Visiting Early Career Research Fellow, Dr Emily Price, examines William Lithgow's account of torture at the hands of the Spanish Inquisition.

Dr Emily Price was a Visiting Early Career Research Fellow in 2021 and now holds a Leverhulme Early Career Fellowship at Newcastle University. Her project, Conversation, Consumption, and Conversion in Early Modern Europe, c. 1580-1700’, explores how British Protestants travelled through Catholic Europe, focussing on cross-confessional debates held over meals.
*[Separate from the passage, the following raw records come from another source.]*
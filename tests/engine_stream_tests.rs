//! Streaming response engine tests.
//!
//! The engine is exercised against scripted model streams so every state
//! transition is deterministic: plain text cycles, tool-call cycles with
//! fragmented names/arguments, and mid-stream faults. Tool dispatches land
//! on a wiremock CRM backend.

use std::collections::VecDeque;
use std::sync::{Arc, Mutex};

use futures::StreamExt;
use serde_json::json;
use wiremock::matchers::{body_partial_json, method, path};
use wiremock::{Mock, MockServer, ResponseTemplate};

use voxrelay::backend::{CallerIdentity, CrmClient};
use voxrelay::llm::engine::GENERATION_APOLOGY;
use voxrelay::llm::{
    ChatApi, ChatRequest, EventStream, LlmError, ResponseEngine, ResponseFrame, Role, StreamEvent,
};
use voxrelay::session::{InteractionKind, InteractionRequest, PromptContext};
use voxrelay::tools::{PlacesClient, PropertyClient, ToolCache, ToolInvoker};

/// A model backend that replays pre-scripted event streams and records every
/// request it saw.
struct ScriptedChat {
    passes: Mutex<VecDeque<Vec<Result<StreamEvent, LlmError>>>>,
    requests: Mutex<Vec<ChatRequest>>,
}

impl ScriptedChat {
    fn new(passes: Vec<Vec<Result<StreamEvent, LlmError>>>) -> Arc<Self> {
        Arc::new(Self {
            passes: Mutex::new(passes.into()),
            requests: Mutex::new(Vec::new()),
        })
    }

    fn recorded_requests(&self) -> Vec<ChatRequest> {
        self.requests.lock().unwrap().clone()
    }
}

#[async_trait::async_trait]
impl ChatApi for ScriptedChat {
    async fn chat_stream(&self, request: ChatRequest) -> Result<EventStream, LlmError> {
        self.requests.lock().unwrap().push(request);
        let events = self
            .passes
            .lock()
            .unwrap()
            .pop_front()
            .ok_or_else(|| LlmError::Request("script exhausted".into()))?;
        Ok(Box::pin(futures::stream::iter(events)))
    }
}

fn invoker_against(crm_url: &str) -> Arc<ToolInvoker> {
    Arc::new(ToolInvoker::new(
        Arc::new(CrmClient::new(crm_url)),
        PlacesClient::new("http://127.0.0.1:1", None),
        PropertyClient::new("http://127.0.0.1:1", "http://127.0.0.1:1", None),
        ToolCache::disabled(),
    ))
}

fn request(response_id: u64) -> InteractionRequest {
    InteractionRequest {
        kind: InteractionKind::ResponseRequired,
        response_id,
        transcript: vec![],
    }
}

async fn collect_frames(engine: &ResponseEngine, response_id: u64) -> Vec<ResponseFrame> {
    engine
        .draft_response(request(response_id), PromptContext::default(), CallerIdentity::default())
        .collect()
        .await
}

fn text(delta: &str) -> Result<StreamEvent, LlmError> {
    Ok(StreamEvent::TextDelta(delta.to_string()))
}

fn done() -> Result<StreamEvent, LlmError> {
    Ok(StreamEvent::Done {
        finish_reason: Some("stop".into()),
    })
}

fn tool_delta(
    index: usize,
    id: Option<&str>,
    name: Option<&str>,
    arguments: Option<&str>,
) -> Result<StreamEvent, LlmError> {
    Ok(StreamEvent::ToolCallDelta {
        index,
        id: id.map(str::to_owned),
        name: name.map(str::to_owned),
        arguments: arguments.map(str::to_owned),
    })
}

#[tokio::test]
async fn plain_text_cycle_streams_deltas_then_one_complete_frame() {
    let chat = ScriptedChat::new(vec![vec![text("Hel"), text("lo"), done()]]);
    let engine = ResponseEngine::new(chat.clone(), invoker_against("http://127.0.0.1:1"), "Ava".into());

    let frames = collect_frames(&engine, 3).await;

    assert_eq!(frames.len(), 3);
    assert_eq!(frames[0], ResponseFrame::delta(3, "Hel"));
    assert_eq!(frames[1], ResponseFrame::delta(3, "lo"));
    assert_eq!(frames[2], ResponseFrame::finished(3));

    // Exactly one complete frame, and it is last.
    assert_eq!(frames.iter().filter(|f| f.content_complete).count(), 1);

    // The first pass offered tools at the configured temperature.
    let requests = chat.recorded_requests();
    assert_eq!(requests.len(), 1);
    assert_eq!(requests[0].tools.len(), 5);
    assert_eq!(requests[0].temperature, Some(0.3));
}

#[tokio::test]
async fn fragmented_tool_call_is_reassembled_and_dispatched() {
    let crm = MockServer::start().await;
    Mock::given(method("POST"))
        .and(path("/book_appointment"))
        .and(body_partial_json(json!({
            "lead_name": "Sam Lee",
            "start_time": "2026-08-06T14:00:00",
            "user_id": "42",
        })))
        .respond_with(ResponseTemplate::new(202).set_body_json(json!({"message": "booked"})))
        .expect(1)
        .mount(&crm)
        .await;

    // Name and argument string both arrive split across deltas.
    let chat = ScriptedChat::new(vec![
        vec![
            tool_delta(0, Some("call_1"), Some("Booking"), Some("")),
            tool_delta(0, None, Some("Request"), Some("{\"lead_name\":\"Sam")),
            tool_delta(0, None, None, Some(" Lee\",\"start_time\":")),
            tool_delta(0, None, None, Some("\"2026-08-06T14:00:00\"}")),
            done(),
        ],
        vec![text("You're booked for two."), done()],
    ]);
    let engine = ResponseEngine::new(chat.clone(), invoker_against(&crm.uri()), "Ava".into());

    let frames = engine
        .draft_response(
            request(5),
            PromptContext::default(),
            CallerIdentity {
                user_id: Some("42".into()),
                lead_id: None,
            },
        )
        .collect::<Vec<_>>()
        .await;

    // Filler first, then the follow-up wording, then the terminal frame.
    assert!(frames.len() >= 3);
    assert!(!frames[0].content.is_empty(), "filler frame must carry text");
    assert!(!frames[0].content_complete);
    assert!(frames.iter().any(|f| f.content == "You're booked for two."));
    assert_eq!(frames.last().unwrap(), &ResponseFrame::finished(5));
    assert_eq!(frames.iter().filter(|f| f.content_complete).count(), 1);

    // Follow-up pass: no tools, and one tool-role result per call id.
    let requests = chat.recorded_requests();
    assert_eq!(requests.len(), 2);
    assert!(requests[1].tools.is_empty());
    let tool_messages: Vec<_> = requests[1]
        .messages
        .iter()
        .filter(|m| m.role == Role::Tool)
        .collect();
    assert_eq!(tool_messages.len(), 1);
    assert_eq!(tool_messages[0].tool_call_id.as_deref(), Some("call_1"));
    assert!(tool_messages[0].content.contains("scheduled"));
}

#[tokio::test]
async fn failing_tool_yields_error_payload_and_cycle_continues() {
    // Unknown tool name: the call itself errors but the turn still finishes.
    let chat = ScriptedChat::new(vec![
        vec![
            tool_delta(0, Some("call_1"), Some("TimeTravel"), Some("{}")),
            done(),
        ],
        vec![text("I couldn't do that."), done()],
    ]);
    let engine = ResponseEngine::new(chat.clone(), invoker_against("http://127.0.0.1:1"), "Ava".into());

    let frames = collect_frames(&engine, 6).await;
    assert_eq!(frames.last().unwrap(), &ResponseFrame::finished(6));

    let requests = chat.recorded_requests();
    let tool_message = requests[1]
        .messages
        .iter()
        .find(|m| m.role == Role::Tool)
        .expect("tool result present even on failure");
    assert!(tool_message.content.contains("error"));
    assert!(tool_message.content.contains("unknown tool"));
}

#[tokio::test]
async fn one_failed_tool_does_not_abort_the_others() {
    let crm = MockServer::start().await;
    Mock::given(method("POST"))
        .and(path("/send_message"))
        .respond_with(ResponseTemplate::new(202).set_body_json(json!({"message": "queued"})))
        .expect(1)
        .mount(&crm)
        .await;

    let chat = ScriptedChat::new(vec![
        vec![
            tool_delta(0, Some("call_1"), Some("Nonexistent"), Some("{}")),
            tool_delta(
                1,
                Some("call_2"),
                Some("MessageRequest"),
                Some(r#"{"lead_name":"Sam","message_type":"SMS","message_content":"hi"}"#),
            ),
            done(),
        ],
        vec![text("Done."), done()],
    ]);
    let engine = ResponseEngine::new(chat.clone(), invoker_against(&crm.uri()), "Ava".into());

    let frames = collect_frames(&engine, 7).await;
    assert_eq!(frames.last().unwrap(), &ResponseFrame::finished(7));

    // Both calls produced exactly one result entry each.
    let requests = chat.recorded_requests();
    let tool_messages: Vec<_> = requests[1]
        .messages
        .iter()
        .filter(|m| m.role == Role::Tool)
        .collect();
    assert_eq!(tool_messages.len(), 2);
    assert!(tool_messages[0].content.contains("error"));
    assert!(tool_messages[1].content.contains("accepted"));
}

#[tokio::test]
async fn mid_stream_fault_collapses_into_one_apologetic_complete_frame() {
    let chat = ScriptedChat::new(vec![vec![
        text("Let me think"),
        Err(LlmError::Stream("connection reset".into())),
    ]]);
    let engine = ResponseEngine::new(chat, invoker_against("http://127.0.0.1:1"), "Ava".into());

    let frames = collect_frames(&engine, 8).await;
    assert_eq!(frames.len(), 2);
    assert_eq!(frames[0], ResponseFrame::delta(8, "Let me think"));
    let last = frames.last().unwrap();
    assert!(last.content_complete);
    assert_eq!(last.content, GENERATION_APOLOGY);
}

#[tokio::test]
async fn failed_model_call_yields_single_apology() {
    // Empty script: the first chat_stream call itself fails.
    let chat = ScriptedChat::new(vec![]);
    let engine = ResponseEngine::new(chat, invoker_against("http://127.0.0.1:1"), "Ava".into());

    let frames = collect_frames(&engine, 9).await;
    assert_eq!(frames.len(), 1);
    assert!(frames[0].content_complete);
    assert_eq!(frames[0].content, GENERATION_APOLOGY);
}

#[tokio::test]
async fn failed_followup_still_terminates_with_one_complete_frame() {
    // First pass requests a tool; the follow-up call fails (script exhausted).
    let chat = ScriptedChat::new(vec![vec![
        tool_delta(0, Some("call_1"), Some("Whatever"), Some("{}")),
        done(),
    ]]);
    let engine = ResponseEngine::new(chat, invoker_against("http://127.0.0.1:1"), "Ava".into());

    let frames = collect_frames(&engine, 10).await;
    assert_eq!(frames.iter().filter(|f| f.content_complete).count(), 1);
    assert_eq!(frames.last().unwrap().content, GENERATION_APOLOGY);
}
Content warning: depictions and images of torture

In 1621, the traveller and courtier William Lithgow returned to the British Isles a broken man. Lithgow was near death from torture at the hands of the Spanish Inquisition, who had arrested him in Málaga as a heretic and a spy. Racked, waterboarded, and beaten, he had refused to disavow his faith or his sovereign. “Witnesse all the Court of England”, he wrote in his account of his return, “even from the King to the Kitchin, what a martyrd anatomy I was.” [1] Lithgow, a strict Scottish Calvinist, offered up his broken body, along with the published narrative of his travels, as proof of the dangers faced by Protestants travelling in Catholic Europe and further, the danger that Catholics in England posed to the realm.

Virtual Journeys

I read Lithgow’s book as part of my investigations into how early modern Protestants and Catholics encountered each other on the road. My own travels last summer were curtailed by COVID restrictions and I was unable to take up my fellowship in person; however, the Rylands’ digital resources allowed me to make significant progress from home.

The library’s visualiser, which captured images as I followed along over Zoom, let me examine anti-papal broadsheets from the Rylands’s Street Literature collection. As I directed the staff member positioning the broadsheets, I was able to get a sense of the documents’ physicality and size while reading their propagandizing text, helping me better understand the cultural baggage that Lithgow brought with him to Catholic Europe. I also accessed digitised versions of early modern travel accounts, encountering them, in a way, like Lithgow’s Stuart readers would have: longing for travel too dangerous to undertake, but making an imagined journey through text and images.

Figure 1: Illustration depicting Lithgow as a sophisticated world traveller, in “Turkish” costume. From William Lithgow, The Totall Discourse, of the Rare Aduentures, and Painefull Peregrinations of Long Nineteene Yeares Trauayles… (London: Nicholas Okes, 1632), 124. John Rylands Library Special Collections 5232.1.

Catholics Hiding at Court?

Lithgow first wrote about his travels in 1614, issuing an expanded version in 1623 which included accounts of his further journeys and his captivity. Comparing these earlier editions with the copy of his book held at the John Rylands, which is from the greatly revised 1632 printing, I noted not only much stronger anti-Catholic language but also eight striking illustrations, two of which depict his torture.

The union of England and Scotland under James VI and I, in bringing together two Protestant powerhouses, would once and for all defeat continental Catholicism, Lithgow hoped. But he feared that the English church was too “Romish”, fears made more urgent by a series of reforms that imposed English practices on the Scottish kirk. Further, James chose not to examine the consciences of his subjects: even his queen and his closest advisors could practice their faith discreetly as long as they observed outward conformity to Protestantism. The fact that Catholics could therefore be hiding in plain sight deeply troubled Lithgow.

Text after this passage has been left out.